What Pride Means to Me

By Atlas Ruth, 1Call1Click.ca Youth Advisor

As of today, I am a twenty-four-year-old pansexual, genderqueer Indigenous young woman. 

A lot of people get hung up on these terms as if it complicates life, but to me, it simply makes everything make sense. It took me these twenty-four years to identify what parts of the queer community I belong to, and I don’t doubt that I’ll change and grow into other identities, but today, this is me. 

I identify as pansexual because I’ve never cared about gender, sexuality, or any other factor than personality when it comes to romance; I fall in love with people, and their stories. I date people regardless of their past, current or future identifying gender or sexuality but I will always believe in that person’s identity. It doesn’t matter if they are a cisgender heterosexual male (a straight man who was born a man and still identifies as such), a bisexual asexual woman (a woman romantically interested in both male and female genders, but sexually attracted to none), or a trans lesbian woman (someone who identifies as a woman who dates women), I actually love learning how someone identifies themselves and how they came to that. It simply comes down to respect; we’re all unique people who deserve to be called by our name and who we are. That’s what Pride means to me, authenticity, self-discovery, and last but not least, community. 

We celebrate Pride with joy because queerness comes with fear, isolation, trauma and danger every day of the year. It baffles me that gay people have always existed, exist and will continue existing, yet homophobia is on the rise as if it’s a new fad.

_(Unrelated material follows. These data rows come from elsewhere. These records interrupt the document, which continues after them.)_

impl<C: Connector> ConnectionPool<C> {
    /// The maintenance task starts with the first `acquire`.
    pub fn new(connector: C, config: ConnectionPoolConfig) -> Arc<Self> {
        Arc::new(Self {
            connector,
            config,
            entries: RwLock::new(HashMap::new()),
            dial_gates: DashMap::new(),
            maintenance: Mutex::new(None),
            closed: AtomicBool::new(false),
        })
    }

    pub fn config(&self) -> &ConnectionPoolConfig {
        &self.config
    }

    pub fn connector(&self) -> &C {
        &self.connector
    }

    /// Live, authenticated connection for `config`'s target identity.
    ///
    /// An existing entry is probed first and replaced if dead. A new dial is
    /// retried per the pool's [`RetryPolicy`]. On error no pooled state for
    /// the identity is left behind.
    pub async fn acquire(
        self: &Arc<Self>,
        config: &ConnectionConfig,
    ) -> Result<PooledConnection<C::Transport>, SshError> {
        config.validate()?;
        if self.closed.load(Ordering::Acquire) {
            return Err(Self::shut_down_error());
        }
        self.ensure_maintenance();

        let identity = config.identity();
        let gate = self.gate(&identity);
        let wait = self.config.retry.worst_case(config.timeout()) + self.config.probe_timeout();
        let _dialing = tokio::time::timeout(wait, gate.lock())
            .await
            .map_err(|_| {
                SshError::Timeout(format!("waited {:?} for a connection to {}", wait, identity))
            })?;

        let existing = self.entries.read().get(&identity).cloned();
        if let Some(entry) = existing {
            match self.probe_entry(&entry).await {
                Ok(()) => {
                    debug!("Reusing pooled connection {} for {}", entry.id, identity);
                    return Ok(Self::hand_out(identity, &entry, true));
                }
                Err(e) => {
                    warn!(
                        "Pooled connection {} for {} failed its probe ({}), replacing",
                        entry.id, identity, e
                    );
                    if self.remove_entry(&identity, &entry) {
                        self.spawn_close(identity.clone(), entry);
                    }
                }
            }
        }

        self.check_capacity(&identity)?;

        let target = identity.to_string();
        let (transport, attempts) = retry_connect(&target, &self.config.retry, || {
            self.connector.connect(config)
        })
        .await?;

        let fresh = Arc::new(PoolEntry::new(transport, attempts));
        let installed = {
            let mut entries = self.entries.write();
            // shutdown() drains under this lock after setting `closed`
            if self.closed.load(Ordering::Acquire) {
                Err(fresh)
            } else {
                Ok(match entries.get(&identity) {
                    Some(winner) => (winner.clone(), Some(fresh)),
                    None => {
                        entries.insert(identity.clone(), fresh.clone());
                        (fresh, None)
                    }
                })
            }
        };
        let (entry, loser) = match installed {
            Ok(installed) => installed,
            Err(orphan) => {
                info!("Pool shut down while dialing {}, closing the new connection", identity);
                Self::close_entry(identity, orphan, self.config.probe_timeout()).await;
                return Err(Self::shut_down_error());
            }
        };
        if let Some(loser) = loser {
            debug!("Lost install race for {}, closing the extra connection", identity);
            self.spawn_close(identity.clone(), loser);
        }

        info!(
            "Pooled new connection {} for {} ({} attempt(s), auth: {})",
            entry.id,
            identity,
            attempts,
            entry.transport.auth_outcome()
        );
        Ok(Self::hand_out(identity, &entry, false))
    }

    /// Mark one use of `conn`'s entry finished. The connection stays open.
    ///
    /// A connection whose entry was already replaced leaves the pool
    /// untouched and reports [`ConnectionPoolError::Stale`].
    pub fn release(&self, conn: &PooledConnection<C::Transport>) -> Result<(), ConnectionPoolError> {
        let entry = self
            .entries
            .read()
            .get(&conn.identity)
            .cloned()
            .ok_or_else(|| ConnectionPoolError::NotFound(conn.identity.clone()))?;
        Self::check_handed_out(conn, &entry)?;

        let mut state = entry.state.lock();
        state.users = state.users.saturating_sub(1);
        state.last_used = Instant::now();
        debug!("Released {} (users: {})", conn.identity, state.users);
        Ok(())
    }

    /// Remove and close `conn`'s entry, e.g. after a caller saw it fail.
    ///
    /// A replacement entry installed since `conn` was handed out is kept.
    pub async fn invalidate(
        &self,
        conn: &PooledConnection<C::Transport>,
    ) -> Result<(), ConnectionPoolError> {
        let entry = {
            let mut entries = self.entries.write();
            let current = entries
                .get(&conn.identity)
                .ok_or_else(|| ConnectionPoolError::NotFound(conn.identity.clone()))?;
            Self::check_handed_out(conn, current)?;
            entries.remove(&conn.identity)
        };

        if let Some(entry) = entry {
            info!("Invalidating connection {} for {}", entry.id, conn.identity);
            Self::close_entry(conn.identity.clone(), entry, self.config.probe_timeout()).await;
        }
        Ok(())
    }

    /// Liveness probe of `conn`, bounded by the pool's probe timeout
    pub async fn probe(&self, conn: &PooledConnection<C::Transport>) -> Result<(), SshError> {
        self.bounded_probe(&conn.transport, &conn.entry_id).await
    }

    pub fn stats(&self) -> PoolStats {
        let entries = self.entries.read();
        let active = entries
            .values()
            .filter(|entry| entry.state.lock().users > 0)
            .count();

        PoolStats {
            total_connections: entries.len(),
            active_connections: active,
            idle_connections: entries.len() - active,
            max_idle_duration: self.config.idle_timeout(),
            health_check_interval: self.config.health_check_interval(),
        }
    }

    pub fn list_connections(&self) -> Vec<PooledConnectionInfo> {
        let entries = self.entries.read();
        let mut list: Vec<_> = entries
            .iter()
            .map(|(identity, entry)| {
                let state = entry.state.lock();
                PooledConnectionInfo {
                    id: entry.id.clone(),
                    identity: identity.clone(),
                    users: state.users,
                    idle_secs: state.last_used.elapsed().as_secs(),
                    auth_outcome: entry.transport.auth_outcome(),
                    created_at: entry.created_at,
                }
            })
            .collect();
        list.sort_by(|a, b| a.created_at.cmp(&b.created_at));
        list
    }

    pub fn connection_count(&self) -> usize {
        self.entries.read().len()
    }

    /// One maintenance cycle: evict entries idle past the threshold, then
    /// probe the rest and evict those that fail, in use or not.
    pub async fn run_maintenance(&self) {
        let idle_timeout = self.config.idle_timeout();
        let snapshot: Vec<_> = self
            .entries
            .read()
            .iter()
            .map(|(identity, entry)| (identity.clone(), entry.clone()))
            .collect();

        let mut closing = Vec::new();
        for (identity, entry) in snapshot {
            if entry.is_idle_past(idle_timeout) {
                let evicted = {
                    let mut entries = self.entries.write();
                    // Re-check: an acquire may have picked it up meanwhile
                    let still_idle = entry.is_idle_past(idle_timeout);
                    let current = entries
                        .get(&identity)
                        .is_some_and(|e| Arc::ptr_eq(e, &entry));
                    if still_idle && current {
                        entries.remove(&identity);
                    }
                    still_idle && current
                };
                if evicted {
                    info!("Evicting idle connection {} for {}", entry.id, identity);
                    closing.push(self.spawn_close(identity, entry));
                }
                continue;
            }

            if let Err(e) = self.probe_entry(&entry).await {
                warn!(
                    "Connection {} for {} failed its health check ({}), evicting",
                    entry.id, identity, e
                );
                if self.remove_entry(&identity, &entry) {
                    closing.push(self.spawn_close(identity, entry));
                }
            }
        }

        for handle in closing {
            let _ = handle.await;
        }

        let entries = self.entries.read();
        self.dial_gates
            .retain(|identity, gate| entries.contains_key(identity) || Arc::strong_count(gate) > 1);
    }

    /// Stop maintenance and close every pooled connection. Later `acquire`
    /// calls fail with a configuration error.
    pub async fn shutdown(&self) {
        self.closed.store(true, Ordering::Release);
        if let Some(task) = self.maintenance.lock().take() {
            task.abort();
        }

        let drained: Vec<_> = self.entries.write().drain().collect();
        info!("Shutting down connection pool ({} connection(s))", drained.len());
        for (identity, entry) in drained {
            Self::close_entry(identity, entry, self.config.probe_timeout()).await;
        }
        self.dial_gates.clear();
    }

    fn shut_down_error() -> SshError {
        SshError::InvalidConfig("connection pool has been shut down".to_string())
    }

    fn check_handed_out(
        conn: &PooledConnection<C::Transport>,
        entry: &PoolEntry<C::Transport>,
    ) -> Result<(), ConnectionPoolError> {
        if entry.id == conn.entry_id {
            Ok(())
        } else {
            Err(ConnectionPoolError::Stale {
                identity: conn.identity.clone(),
                entry_id: conn.entry_id.clone(),
            })
        }
    }

    async fn probe_entry(&self, entry: &PoolEntry<C::Transport>) -> Result<(), SshError> {
        self.bounded_probe(&entry.transport, &entry.id).await
    }

    /// The transport gets the timeout too, but a stalled one must not hold
    /// up the caller or the maintenance cycle.
    async fn bounded_probe(&self, transport: &C::Transport, entry_id: &str) -> Result<(), SshError> {
        let timeout = self.config.probe_timeout();
        tokio::time::timeout(timeout, transport.probe(timeout))
            .await
            .map_err(|_| {
                SshError::Timeout(format!(
                    "liveness probe of connection {} exceeded {:?}",
                    entry_id, timeout
                ))
            })?
    }

    fn hand_out(
        identity: TargetIdentity,
        entry: &Arc<PoolEntry<C::Transport>>,
        reused: bool,
    ) -> PooledConnection<C::Transport> {
        let mut state = entry.state.lock();
        state.users += 1;
        state.last_used = Instant::now();
        let dial_retries = std::mem::take(&mut state.retry_count);

        PooledConnection {
            identity,
            entry_id: entry.id.clone(),
            transport: entry.transport.clone(),
            reused,
            dial_retries,
        }
    }

    fn gate(&self, identity: &TargetIdentity) -> Arc<tokio::sync::Mutex<()>> {
        self.dial_gates
            .entry(identity.clone())
            .or_insert_with(|| Arc::new(tokio::sync::Mutex::new(())))
            .clone()
    }

    fn check_capacity(&self, identity: &TargetIdentity) -> Result<(), SshError> {
        let max = self.config.max_connections;
        let entries = self.entries.read();
        if max > 0 && entries.len() >= max && !entries.contains_key(identity) {
            return Err(SshError::InvalidConfig(format!(
                "connection limit reached ({}/{}), cannot pool {}",
                entries.len(),
                max,
                identity
            )));
        }
        Ok(())
    }

    /// Remove `entry` if it is still the registered one for `identity`
    fn remove_entry(&self, identity: &TargetIdentity, entry: &Arc<PoolEntry<C::Transport>>) -> bool {
        let mut entries = self.entries.write();
        if entries
            .get(identity)
            .is_some_and(|current| Arc::ptr_eq(current, entry))
        {
            entries.remove(identity);
            true
        } else {
            false
        }
    }

    fn spawn_close(
        &self,
        identity: TargetIdentity,
        entry: Arc<PoolEntry<C::Transport>>,
    ) -> JoinHandle<()> {
        tokio::spawn(Self::close_entry(identity, entry, self.config.probe_timeout()))
    }

    /// Close in a separate task so a panicking transport only costs a log line.
    async fn close_entry(
        identity: TargetIdentity,
        entry: Arc<PoolEntry<C::Transport>>,
        timeout: Duration,
    ) {
        let transport = entry.transport.clone();
        let task = tokio::spawn(async move { transport.close().await });

        match tokio::time::timeout(timeout, task).await {
            Ok(Ok(Ok(()))) => debug!("Closed connection {} for {}", entry.id, identity),
            Ok(Ok(Err(e))) => warn!("Failed to close connection {} for {}: {}", entry.id, identity, e),
            Ok(Err(join_err)) => warn!(
                "Closing connection {} for {} aborted: {}",
                entry.id, identity, join_err
            ),
            Err(_) => warn!(
                "Closing connection {} for {} timed out after {:?}",
                entry.id, identity, timeout
            ),
        }
    }

    fn ensure_maintenance(self: &Arc<Self>) {
        let mut slot = self.maintenance.lock();
        // shutdown() sets `closed` before taking the slot
        if slot.is_some() || self.closed.load(Ordering::Acquire) {
            return;
        }

        let pool: Weak<Self> = Arc::downgrade(self);
        let period = self.config.health_check_interval();
        info!("Connection pool maintenance started (interval {:?})", period);

        *slot = Some(tokio::spawn(async move {
            let mut interval = tokio::time::interval(period);
            // First tick completes immediately
            interval.tick().await;
            loop {
                interval.tick().await;
                let Some(pool) = pool.upgrade() else {
                    debug!("Connection pool dropped, maintenance stopped");
                    break;
                };
                pool.run_maintenance().await;
            }
        }));
    }
}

As an Indigenous woman, I appreciated the decolonized teachings of gender and sexuality because while some people say all of these terms are new and unnecessary, I know that 2 Spirit people and variations of gender have existed for literally thousands of years on this land. We have always been here, but it is up to society to determine how safe my LGBTQ2S+ brothers and sisters are. We are only safe to marry the person we love in 34 countries worldwide out of 195. Pride is not just a celebration, it is a protest. It is a funeral. It is a tribute. It is community. It is history and the future. It is there for people in and out of the closet. It is a chosen family. It is choosing love over hate, even if that’s what the world has shown us. It is Pride.